═══ Record excerpts

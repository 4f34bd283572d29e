//! Default compact syntax: `T1: div[class=$1]{$2}` / `T1("a","b")`

use std::collections::BTreeMap;

use super::{join_attributes, Format, TextKind};

/// The default strategy
#[derive(Debug, Clone, Copy, Default)]
pub struct CompactFormat;

impl Format for CompactFormat {
    fn name(&self, seq: usize, inline: bool) -> String {
        if inline {
            format!("X{}", seq)
        } else {
            format!("T{}", seq)
        }
    }

    fn call(&self, name: &str, params: &[String]) -> String {
        format!("{}({})", name, params.join(","))
    }

    fn definition(&self, name: &str, body: &str) -> String {
        format!("{}: {}", name, body)
    }

    fn body(
        &self,
        tag_name: &str,
        attributes: &BTreeMap<&str, String>,
        children: &dyn Fn() -> String,
    ) -> String {
        let mut out = String::from(tag_name);
        if !attributes.is_empty() {
            out.push('[');
            out.push_str(&join_attributes(attributes));
            out.push(']');
        }
        out.push('{');
        out.push_str(&children());
        out.push('}');
        out
    }

    fn text(&self, literal: &str, _kind: TextKind) -> String {
        format!("\"{}\"", literal)
    }

    fn param(&self, index: usize) -> String {
        format!("${}", index)
    }
}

══════

**Work task**
Please return every line from the one that contains "children: &dyn Fn()" through the end of the entries, exactly, leaving out all others.

**Answer to this problem**
        children: &dyn Fn() -> String,
    ) -> String {
        let mut out = String::from(tag_name);
        if !attributes.is_empty() {
            out.push('[');
            out.push_str(&join_attributes(attributes));
            out.push(']');
        }
        out.push('{');
        out.push_str(&children());
        out.push('}');
        out
    }

    fn text(&self, literal: &str, _kind: TextKind) -> String {
        format!("\"{}\"", literal)
    }

    fn param(&self, index: usize) -> String {
        format!("${}", index)
    }
}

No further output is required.